(YOUR ASSIGNMENT)
Everything from the line with "let (rest, borrow)" to the end of the data is to be retyped exactly, and nothing else.

(SOURCE DATA)
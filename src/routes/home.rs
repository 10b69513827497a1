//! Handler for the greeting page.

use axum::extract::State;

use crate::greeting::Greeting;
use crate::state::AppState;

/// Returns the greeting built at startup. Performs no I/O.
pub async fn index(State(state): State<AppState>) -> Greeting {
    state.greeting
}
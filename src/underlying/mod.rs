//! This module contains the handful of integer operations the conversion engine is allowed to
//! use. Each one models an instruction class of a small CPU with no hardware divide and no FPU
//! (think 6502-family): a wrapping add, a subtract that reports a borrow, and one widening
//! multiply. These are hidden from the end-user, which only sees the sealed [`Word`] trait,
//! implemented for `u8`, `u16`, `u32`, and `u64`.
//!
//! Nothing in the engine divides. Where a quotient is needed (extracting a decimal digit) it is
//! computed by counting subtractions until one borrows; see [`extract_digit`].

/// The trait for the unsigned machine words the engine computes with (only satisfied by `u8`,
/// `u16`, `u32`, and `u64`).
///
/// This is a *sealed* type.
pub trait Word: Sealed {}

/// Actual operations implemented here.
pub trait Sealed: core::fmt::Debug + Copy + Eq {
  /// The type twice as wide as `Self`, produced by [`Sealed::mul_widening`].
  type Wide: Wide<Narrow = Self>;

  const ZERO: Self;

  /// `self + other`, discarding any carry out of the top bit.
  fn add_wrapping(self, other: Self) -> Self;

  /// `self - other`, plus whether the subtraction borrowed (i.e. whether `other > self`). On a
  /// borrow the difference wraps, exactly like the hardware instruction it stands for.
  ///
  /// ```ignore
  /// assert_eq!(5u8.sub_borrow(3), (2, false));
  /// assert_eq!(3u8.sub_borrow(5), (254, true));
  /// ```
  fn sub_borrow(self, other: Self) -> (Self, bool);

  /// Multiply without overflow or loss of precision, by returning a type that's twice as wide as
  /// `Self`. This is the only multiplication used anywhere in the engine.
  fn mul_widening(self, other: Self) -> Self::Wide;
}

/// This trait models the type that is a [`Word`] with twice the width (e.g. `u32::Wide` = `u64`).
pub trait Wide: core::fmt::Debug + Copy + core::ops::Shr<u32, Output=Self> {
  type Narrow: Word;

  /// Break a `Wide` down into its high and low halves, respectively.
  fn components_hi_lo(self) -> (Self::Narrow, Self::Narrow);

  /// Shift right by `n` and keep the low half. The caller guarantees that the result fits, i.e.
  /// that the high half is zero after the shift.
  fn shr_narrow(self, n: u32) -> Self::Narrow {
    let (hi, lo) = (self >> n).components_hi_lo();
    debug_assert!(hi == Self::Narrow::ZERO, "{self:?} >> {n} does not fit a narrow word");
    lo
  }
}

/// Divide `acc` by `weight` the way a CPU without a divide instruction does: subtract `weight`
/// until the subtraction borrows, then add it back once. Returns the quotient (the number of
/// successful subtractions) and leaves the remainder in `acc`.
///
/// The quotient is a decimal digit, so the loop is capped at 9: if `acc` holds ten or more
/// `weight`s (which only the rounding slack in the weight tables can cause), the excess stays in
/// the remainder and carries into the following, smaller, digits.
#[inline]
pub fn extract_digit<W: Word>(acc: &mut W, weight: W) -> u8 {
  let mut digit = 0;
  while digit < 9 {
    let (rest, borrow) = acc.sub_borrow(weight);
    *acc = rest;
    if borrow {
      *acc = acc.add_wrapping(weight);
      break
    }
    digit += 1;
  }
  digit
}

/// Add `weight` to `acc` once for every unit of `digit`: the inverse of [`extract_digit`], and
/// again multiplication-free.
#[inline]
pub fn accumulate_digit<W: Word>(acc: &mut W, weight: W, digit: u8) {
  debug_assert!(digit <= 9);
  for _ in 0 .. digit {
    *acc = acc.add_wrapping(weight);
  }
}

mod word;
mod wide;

(COMPLETED TASK)
    let (rest, borrow) = acc.sub_borrow(weight);
    *acc = rest;
    if borrow {
      *acc = acc.add_wrapping(weight);
      break
    }
    digit += 1;
  }
  digit
}

/// Add `weight` to `acc` once for every unit of `digit`: the inverse of [`extract_digit`], and
/// again multiplication-free.
#[inline]
pub fn accumulate_digit<W: Word>(acc: &mut W, weight: W, digit: u8) {
  debug_assert!(digit <= 9);
  for _ in 0 .. digit {
    *acc = acc.add_wrapping(weight);
  }
}

mod word;
mod wide;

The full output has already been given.